Project Notes from Regine Beyer
In 1995, when I got word that the staff of the United States Holocaust Memorial Museum's Department of Oral History was looking for radio producers willing to conduct taped interviews on the experience of Holocaust survivors and their lives after the War, I did not hesitate to apply. For me as a post-war generation German, born and raised in Berlin, it presented itself as a rare opportunity: in Germany, I had done much to enlarge my knowledge about the War and the Holocaust, and the socio-political circumstances that made both possible. Yet I had never met and spoken with Jewish people before. And I'd never before seen a chance to help preserve the memories and stories of some of those who had survived and managed to rebuild their lives.

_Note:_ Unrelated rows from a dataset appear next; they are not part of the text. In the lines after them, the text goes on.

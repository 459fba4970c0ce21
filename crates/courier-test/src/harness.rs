//! Test harness helpers.

use tracing_subscriber::EnvFilter;

/// Set up test logging with the given filter.
///
/// Output goes through the test writer, so it is only shown for failing
/// tests. Safe to call from every test; only the first call installs a
/// subscriber.
///
/// # Example
///
/// ```rust,ignore
/// use courier_test::init_test_tracing;
///
/// #[tokio::test]
/// async fn my_test() {
///     init_test_tracing("courier_events=trace");
///     // ... test code
/// }
/// ```
pub fn init_test_tracing(filter: &str) {
    let _ = tracing_subscriber::fmt()
        .with_env_filter(EnvFilter::new(filter))
        .with_test_writer()
        .try_init();
}

/// Set up test logging with the default filter (debug for courier crates,
/// warn for everything else).
pub fn init_test_tracing_default() {
    init_test_tracing("warn,courier_events=debug");
}

#[cfg(test)]
mod tests {
    use super::*;

    #[test]
    fn test_init_is_idempotent() {
        init_test_tracing_default();
        init_test_tracing("trace");
        tracing::debug!("still fine");
    }
}
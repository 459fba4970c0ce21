//! Lifecycle-driven subscriptions.
//!
//! A host component (a screen, a session, a plugin) reports its lifecycle
//! transitions to a [`LifecycleBinding`], which subscribes when the component
//! becomes active and unsubscribes when it becomes inactive. The binding
//! knows nothing about the host beyond the [`LifecycleEvent`]s it is fed.

use std::fmt;
use std::future::Future;
use std::sync::Arc;
use tracing::{debug, trace};

use crate::bus::{Callback, EventBus};
use crate::dispatch::{Job, JobResult};
use crate::error::BusResult;
use crate::event::{Event, EventType};
use crate::key::SubscriberKey;
use crate::subscription::{SubscribeOptions, Subscription};

/// Lifecycle transitions reported by a host component.
#[derive(Debug, Clone, Copy, PartialEq, Eq, Hash)]
pub enum LifecycleEvent {
    /// The component was created.
    Created,
    /// The component became visible.
    Started,
    /// The component gained focus.
    Resumed,
    /// The component lost focus.
    Paused,
    /// The component is no longer visible.
    Stopped,
    /// The component was destroyed. Terminal.
    Destroyed,
}

/// What a binding did in response to a lifecycle event.
#[derive(Debug, Clone, Copy, PartialEq, Eq)]
pub enum Transition {
    /// A subscription was created.
    Subscribed,
    /// The binding's subscription was cancelled.
    Unsubscribed,
    /// The binding was destroyed and ignores all further events.
    Detached,
    /// Nothing to do.
    Ignored,
}

/// Subscription of `T` tied to a host component's lifecycle.
///
/// By default it subscribes on [`LifecycleEvent::Created`] and unsubscribes
/// on [`LifecycleEvent::Destroyed`]. [`LifecycleEvent::Destroyed`] always
/// detaches the binding, whatever the configured pair.
pub struct LifecycleBinding<T: Event> {
    bus: EventBus,
    key: SubscriberKey,
    options: SubscribeOptions,
    callback: Callback<T>,
    activate_on: LifecycleEvent,
    deactivate_on: LifecycleEvent,
    current: Option<Subscription>,
    detached: bool,
}

impl<T: Event> LifecycleBinding<T> {
    /// Binding subscribing `key` with `callback`.
    pub fn new<F, Fut>(bus: &EventBus, key: impl Into<SubscriberKey>, callback: F) -> Self
    where
        F: Fn(Arc<T>) -> Fut + Send + Sync + 'static,
        Fut: Future<Output = JobResult> + Send + 'static,
    {
        Self {
            bus: bus.clone(),
            key: key.into(),
            options: SubscribeOptions::new(),
            callback: Arc::new(move |event: Arc<T>| Box::pin(callback(event)) as Job),
            activate_on: LifecycleEvent::Created,
            deactivate_on: LifecycleEvent::Destroyed,
            current: None,
            detached: false,
        }
    }

    /// Options used for every subscription the binding makes.
    #[must_use]
    pub fn with_options(mut self, options: SubscribeOptions) -> Self {
        self.options = options;
        self
    }

    /// Event that triggers subscribing.
    #[must_use]
    pub fn activate_on(mut self, event: LifecycleEvent) -> Self {
        self.activate_on = event;
        self
    }

    /// Event that triggers unsubscribing.
    #[must_use]
    pub fn deactivate_on(mut self, event: LifecycleEvent) -> Self {
        self.deactivate_on = event;
        self
    }

    /// Key the binding subscribes under.
    #[must_use]
    pub fn key(&self) -> &SubscriberKey {
        &self.key
    }

    /// Whether the binding currently holds an active subscription.
    #[must_use]
    pub fn is_subscribed(&self) -> bool {
        self.current.as_ref().is_some_and(Subscription::is_active)
    }

    /// Whether the binding has seen [`LifecycleEvent::Destroyed`].
    #[must_use]
    pub fn is_detached(&self) -> bool {
        self.detached
    }

    /// Feed one lifecycle transition to the binding.
    ///
    /// # Errors
    ///
    /// Returns the error of [`EventBus::subscribe`] when the activation event
    /// cannot subscribe (for example, because `key` already holds a
    /// subscription to `T` registered elsewhere).
    pub fn handle(&mut self, event: LifecycleEvent) -> BusResult<Transition> {
        if self.detached {
            trace!(key = %self.key, ?event, "Lifecycle binding already detached");
            return Ok(Transition::Ignored);
        }

        if event == LifecycleEvent::Destroyed {
            self.release();
            self.detached = true;
            debug!(
                event_type = %EventType::of::<T>(),
                key = %self.key,
                "Lifecycle binding detached"
            );
            return Ok(Transition::Detached);
        }

        if event == self.activate_on {
            if self.is_subscribed() {
                return Ok(Transition::Ignored);
            }
            let subscription = self.bus.subscribe_callback(
                self.key.clone(),
                self.options.clone(),
                Arc::clone(&self.callback),
            )?;
            self.current = Some(subscription);
            return Ok(Transition::Subscribed);
        }

        if event == self.deactivate_on && self.release() {
            return Ok(Transition::Unsubscribed);
        }

        Ok(Transition::Ignored)
    }

    fn release(&mut self) -> bool {
        match self.current.take() {
            Some(subscription) if subscription.is_active() => {
                subscription.cancel();
                true
            },
            _ => false,
        }
    }
}

impl<T: Event> fmt::Debug for LifecycleBinding<T> {
    fn fmt(&self, f: &mut fmt::Formatter<'_>) -> fmt::Result {
        f.debug_struct("LifecycleBinding")
            .field("event_type", &EventType::of::<T>())
            .field("key", &self.key)
            .field("activate_on", &self.activate_on)
            .field("deactivate_on", &self.deactivate_on)
            .field("subscribed", &self.is_subscribed())
            .field("detached", &self.detached)
            .finish_non_exhaustive()
    }
}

For many, many subsequent hours I listened and I learned. About the tremendously varied experiences of "survivors", for instance, and that human beings cannot be reduced to one period of their lives, even though it might have been the determining one. About the strength of mind and spirit in sometimes frail bodies. About forgiveness, and not being able to forgive. About mutual sympathy and respect despite age and cultural differences.
Some of what I learned influenced my criteria for choosing the five people presented in the audio programs. In dialogue with my colleague and friend Arwen Donahue, I looked for varied prewar backgrounds, War experiences and post-War lives. Kept an eye on gender parity. Looked for people who tell their stories well (without sounding "professional"
in any way). People who make us LISTEN once again and perhaps provide a different view on aspects of the overall story we have taken for granted.
The people whose stories can be heard on this website are human beings who made a great impression on my life and whom I will never forget.